• What is being asked: Copy the data word for word, keeping every line.

• Dataset entries:
---------------
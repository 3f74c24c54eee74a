use serde::Serialize;
use std::time::Duration;

/// Offset between the Celsius and Kelvin scales.
pub const KELVIN_OFFSET: f64 = 273.15;

/// Convert a Celsius reading into Kelvin, the unit all providers report in.
pub fn celsius_to_kelvin(celsius: f64) -> f64 {
    celsius + KELVIN_OFFSET
}

pub fn kelvin_to_celsius(kelvin: f64) -> f64 {
    kelvin - KELVIN_OFFSET
}

/// Body of a successful `/weather/{city}` response.
#[derive(Debug, Clone, PartialEq, Serialize)]
pub struct TemperatureReport {
    pub city: String,
    /// Mean of all provider readings, in Kelvin.
    pub temp: f64,
    /// Processing time, e.g. `"1.52ms"`.
    pub took: String,
}

impl TemperatureReport {
    pub fn new(city: impl Into<String>, temp: f64, took: Duration) -> Self {
        Self { city: city.into(), temp, took: format!("{took:.2?}") }
    }
}
use anyhow::{Context, Result};
use async_trait::async_trait;
use reqwest::Client;
use serde::Deserialize;
use tracing::{debug, info};

use crate::model::celsius_to_kelvin;

use super::{ProviderId, TemperatureProvider, truncate_body};

const DEFAULT_BASE_URL: &str = "https://api.weatherapi.com";

/// WeatherAPI.com source. Reports Celsius, converted to Kelvin on the way out.
#[derive(Debug, Clone)]
pub struct WeatherApiProvider {
    api_key: String,
    base_url: String,
    http: Client,
}

impl WeatherApiProvider {
    pub fn new(api_key: String, base_url: Option<&str>) -> Self {
        Self {
            api_key,
            base_url: base_url.unwrap_or(DEFAULT_BASE_URL).trim_end_matches('/').to_string(),
            http: Client::new(),
        }
    }

    async fn fetch_current(&self, city: &str) -> Result<f64> {
        let url = format!("{}/v1/current.json", self.base_url);
        debug!(provider = %ProviderId::WeatherApi, %city, "requesting current weather");

        let res = self
            .http
            .get(&url)
            .query(&[("key", self.api_key.as_str()), ("q", city)])
            .send()
            .await
            .context("Failed to send request to WeatherAPI.com (current)")?;

        let status = res.status();
        let body = res.text().await.context("Failed to read WeatherAPI current response body")?;

        if !status.is_success() {
            return Err(anyhow::anyhow!(
                "WeatherAPI current request failed with status {}: {}",
                status,
                truncate_body(&body),
            ));
        }

        parse_kelvin(&body)
    }
}

#[derive(Debug, Deserialize)]
struct WaCurrent {
    temp_c: f64,
}

#[derive(Debug, Deserialize)]
struct WaResponse {
    current: WaCurrent,
}

fn parse_kelvin(body: &str) -> Result<f64> {
    let parsed: WaResponse =
        serde_json::from_str(body).context("Failed to parse WeatherAPI current JSON")?;
    Ok(celsius_to_kelvin(parsed.current.temp_c))
}

#[async_trait]
impl TemperatureProvider for WeatherApiProvider {
    fn name(&self) -> &str {
        ProviderId::WeatherApi.as_str()
    }

    async fn temperature(&self, city: &str) -> Result<f64> {
        let kelvin = self.fetch_current(city).await?;
        info!(provider = self.name(), %city, kelvin, "temperature reading");
        Ok(kelvin)
    }
}

#[cfg(test)]
mod tests {
    use super::*;
    use crate::provider::stub;

    #[test]
    fn converts_celsius_reading_to_kelvin() {
        let body = r#"{
            "location": {"name": "Tokyo", "country": "Japan"},
            "current": {"temp_c": 20.0, "feelslike_c": 19.0, "humidity": 60}
        }"#;

        let kelvin = parse_kelvin(body).unwrap();
        assert!((kelvin - 293.15).abs() < 1e-9);
    }

    #[test]
    fn error_payload_is_decode_error() {
        let body = r#"{"error": {"code": 1006, "message": "No matching location found."}}"#;
        let err = parse_kelvin(body).unwrap_err();

        assert!(err.to_string().contains("Failed to parse WeatherAPI"));
    }

    #[test]
    fn reports_its_name() {
        let p = WeatherApiProvider::new("K".into(), None);
        assert_eq!(p.name(), "weatherapi");
        assert_eq!(p.base_url, "https://api.weatherapi.com");
    }

    #[tokio::test]
    async fn fetches_celsius_with_key_and_city_query() {
        let (base_url, request) =
            stub::serve_once("200 OK", r#"{"current": {"temp_c": 20.0}}"#).await;
        let p = WeatherApiProvider::new("SECRET".into(), Some(&base_url));

        let kelvin = p.temperature("new york").await.unwrap();

        assert!((kelvin - 293.15).abs() < 1e-9, "got {kelvin}");
        let line = request.await.unwrap();
        assert!(line.starts_with("GET /v1/current.json?key=SECRET&q=new+york "), "{line}");
    }

    #[tokio::test]
    async fn non_success_status_carries_status_and_truncated_body() {
        let long_body: &'static str = Box::leak("x".repeat(300).into_boxed_str());
        let (base_url, _request) = stub::serve_once("503 Service Unavailable", long_body).await;
        let p = WeatherApiProvider::new("K".into(), Some(&base_url));

        let msg = p.temperature("tokyo").await.unwrap_err().to_string();

        assert!(
            msg.starts_with("WeatherAPI current request failed with status 503 Service Unavailable: "),
            "{msg}"
        );
        assert!(msg.ends_with(&format!("{}...", "x".repeat(200))), "{msg}");
    }
}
---------------
• Solution for this exercise:
repository 3f74c24c54eee74a
use serde::Serialize;
use std::time::Duration;

/// Offset between the Celsius and Kelvin scales.
pub const KELVIN_OFFSET: f64 = 273.15;

/// Convert a Celsius reading into Kelvin, the unit all providers report in.
pub fn celsius_to_kelvin(celsius: f64) -> f64 {
    celsius + KELVIN_OFFSET
}

pub fn kelvin_to_celsius(kelvin: f64) -> f64 {
    kelvin - KELVIN_OFFSET
}

/// Body of a successful `/weather/{city}` response.
#[derive(Debug, Clone, PartialEq, Serialize)]
pub struct TemperatureReport {
    pub city: String,
    /// Mean of all provider readings, in Kelvin.
    pub temp: f64,
    /// Processing time, e.g. `"1.52ms"`.
    pub took: String,
}

impl TemperatureReport {
    pub fn new(city: impl Into<String>, temp: f64, took: Duration) -> Self {
        Self { city: city.into(), temp, took: format!("{took:.2?}") }
    }
}
use anyhow::{Context, Result};
use async_trait::async_trait;
use reqwest::Client;
use serde::Deserialize;
use tracing::{debug, info};

use crate::model::celsius_to_kelvin;

use super::{ProviderId, TemperatureProvider, truncate_body};

const DEFAULT_BASE_URL: &str = "https://api.weatherapi.com";

/// WeatherAPI.com source. Reports Celsius, converted to Kelvin on the way out.
#[derive(Debug, Clone)]
pub struct WeatherApiProvider {
    api_key: String,
    base_url: String,
    http: Client,
}

impl WeatherApiProvider {
    pub fn new(api_key: String, base_url: Option<&str>) -> Self {
        Self {
            api_key,
            base_url: base_url.unwrap_or(DEFAULT_BASE_URL).trim_end_matches('/').to_string(),
            http: Client::new(),
        }
    }

    async fn fetch_current(&self, city: &str) -> Result<f64> {
        let url = format!("{}/v1/current.json", self.base_url);
        debug!(provider = %ProviderId::WeatherApi, %city, "requesting current weather");

        let res = self
            .http
            .get(&url)
            .query(&[("key", self.api_key.as_str()), ("q", city)])
            .send()
            .await
            .context("Failed to send request to WeatherAPI.com (current)")?;

        let status = res.status();
        let body = res.text().await.context("Failed to read WeatherAPI current response body")?;

        if !status.is_success() {
            return Err(anyhow::anyhow!(
                "WeatherAPI current request failed with status {}: {}",
                status,
                truncate_body(&body),
            ));
        }

        parse_kelvin(&body)
    }
}

#[derive(Debug, Deserialize)]
struct WaCurrent {
    temp_c: f64,
}

#[derive(Debug, Deserialize)]
struct WaResponse {
    current: WaCurrent,
}

fn parse_kelvin(body: &str) -> Result<f64> {
    let parsed: WaResponse =
        serde_json::from_str(body).context("Failed to parse WeatherAPI current JSON")?;
    Ok(celsius_to_kelvin(parsed.current.temp_c))
}

#[async_trait]
impl TemperatureProvider for WeatherApiProvider {
    fn name(&self) -> &str {
        ProviderId::WeatherApi.as_str()
    }

    async fn temperature(&self, city: &str) -> Result<f64> {
        let kelvin = self.fetch_current(city).await?;
        info!(provider = self.name(), %city, kelvin, "temperature reading");
        Ok(kelvin)
    }
}

#[cfg(test)]
mod tests {
    use super::*;
    use crate::provider::stub;

    #[test]
    fn converts_celsius_reading_to_kelvin() {
        let body = r#"{
            "location": {"name": "Tokyo", "country": "Japan"},
            "current": {"temp_c": 20.0, "feelslike_c": 19.0, "humidity": 60}
        }"#;

        let kelvin = parse_kelvin(body).unwrap();
        assert!((kelvin - 293.15).abs() < 1e-9);
    }

    #[test]
    fn error_payload_is_decode_error() {
        let body = r#"{"error": {"code": 1006, "message": "No matching location found."}}"#;
        let err = parse_kelvin(body).unwrap_err();

        assert!(err.to_string().contains("Failed to parse WeatherAPI"));
    }

    #[test]
    fn reports_its_name() {
        let p = WeatherApiProvider::new("K".into(), None);
        assert_eq!(p.name(), "weatherapi");
        assert_eq!(p.base_url, "https://api.weatherapi.com");
    }

    #[tokio::test]
    async fn fetches_celsius_with_key_and_city_query() {
        let (base_url, request) =
            stub::serve_once("200 OK", r#"{"current": {"temp_c": 20.0}}"#).await;
        let p = WeatherApiProvider::new("SECRET".into(), Some(&base_url));

        let kelvin = p.temperature("new york").await.unwrap();

        assert!((kelvin - 293.15).abs() < 1e-9, "got {kelvin}");
        let line = request.await.unwrap();
        assert!(line.starts_with("GET /v1/current.json?key=SECRET&q=new+york "), "{line}");
    }

    #[tokio::test]
    async fn non_success_status_carries_status_and_truncated_body() {
        let long_body: &'static str = Box::leak("x".repeat(300).into_boxed_str());
        let (base_url, _request) = stub::serve_once("503 Service Unavailable", long_body).await;
        let p = WeatherApiProvider::new("K".into(), Some(&base_url));

        let msg = p.temperature("tokyo").await.unwrap_err().to_string();

        assert!(
            msg.starts_with("WeatherAPI current request failed with status 503 Service Unavailable: "),
            "{msg}"
        );
        assert!(msg.ends_with(&format!("{}...", "x".repeat(200))), "{msg}");
    }
}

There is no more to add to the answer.